Top 5 Negotiating Tips
There are all kinds of ways you can negotiate with a car salesperson. When they negotiate with you, they are using a series of sales tactics to try and get you to purchase a car at the price they want you to purchase it at. They are not expecting you to have your own series of tactics and methods of negotiating the price right back at them. Below are the top 5 negotiating tips that you can follow to get the price down to something other than what it is advertised for.
- Know the Value – Car salespeople are always going to assume that you don’t know the true value of the cars that you’re looking to purchase. That is why you need to do your homework ahead of time and figure out the value of the car that you’re interested in purchasing. Then, when you got to negotiate with the dealer or car owner, show them printouts from various car websites which show the real value of the car. This will likely persuade them to cut the price down to the car’s true value.
- Learn the Discounts – If you are a military veteran, student, or a member of the AAA, you are probably entitled to a big discount on your auto purchase. There are some dealerships that will give you these discounts but you have to ask the salesperson or else they will fail to tell you about them.
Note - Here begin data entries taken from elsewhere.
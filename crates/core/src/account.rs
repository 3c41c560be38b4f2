//! User account: identity plus the coin balance the ledger moves.

use serde::{Deserialize, Serialize};

use crate::error::{LedgerError, LedgerResult};
use crate::id::AccountId;

/// Coins granted to every freshly created account.
///
/// This is the only way the total balance across all accounts ever changes;
/// transfers conserve the sum.
pub const STARTING_BALANCE: i64 = 1000;

/// A user account row.
///
/// `balance` is never negative; it is mutated only inside a ledger unit of
/// work, after the row has been locked.
#[derive(Debug, Clone, PartialEq, Eq, Serialize, Deserialize)]
pub struct Account {
    pub id: AccountId,
    pub email: String,
    pub password_hash: String,
    pub balance: i64,
}

impl Account {
    pub fn new(email: impl Into<String>, password_hash: impl Into<String>, balance: i64) -> Self {
        Self {
            id: AccountId::new(),
            email: email.into(),
            password_hash: password_hash.into(),
            balance,
        }
    }

    /// Check that the balance covers `amount`, naming the shortfall.
    pub fn ensure_covers(&self, amount: i64) -> LedgerResult<()> {
        if self.balance < amount {
            return Err(LedgerError::insufficient_funds(format!(
                "balance {} does not cover {}",
                self.balance, amount
            )));
        }
        Ok(())
    }
}

#[cfg(test)]
mod tests {
    use super::*;

    #[test]
    fn covering_check_names_the_shortfall() {
        let account = Account::new("user@example.com", "hash", 50);
        assert!(account.ensure_covers(50).is_ok());
        let err = account.ensure_covers(100).unwrap_err();
        assert!(matches!(err, LedgerError::InsufficientFunds(_)));
    }
}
Make sure you have your identification cards from Veteran’s Affairs, AAA, and/or whatever college you’re attending.
- Ask about Fees – The one thing that is never talked about by car salespeople upfrontare the extra fees which get added on to the listing price of the vehicle. This includes the regional advertising fee, dealer documentation fee, loan origination fee, and many others. You could have a car that’s being sold for just $15,000 and then end up paying $20,000 after all the fees are added on. Therefore, if you ask about the fees upfront, you may be able to persuade the dealer to discount the main listing price in order to make up for the extra fees.
- Read the Paperwork Carefully – Dealers are very slippery when it comes to the legal contracts of the car sales purchase agreement. They will often try to get you to sign on to an extra package deal which consists of warranty coverage plans, free oil changes for life, and other things that you may or may not want. Since these additions cost extra, make sure you understand their significance on the total price and whether you feel it is worth it or not. If you don’t think it’s worth it, ask the salesperson to revise the contract so that these extras are taken off.
- Cash Discounts – A lot of dealers will give you a big discount on the listing price of a vehicle if you are paying for it in cash. Now, if you don’t have the cash, here is what you do. Just go to a bank and get a personal loan, equity loan, or line of credit for the amount you want to spend on a car. Then, go to the car dealership and find a car that is priced about $5,000 more than what you want to spend. Offer to purchase that car in cash for $5,000 less than the listing price. The dealer will likely say “yes.” Now just use your loan money to pay for the car at a cheaper price and then make your monthly payments to your bank for the loan that you used.
Every car dealership is different and some salespeople are harder to negotiate with than others. But since the deal involves a lot of money, salespeople aren’t about to just have a buyer walk out of their lot without trying to negotiate a fair price for them. They are just as eager to get a sale as you are about finding a good deal. That is how the negotiation can result in a price where you both end up happy.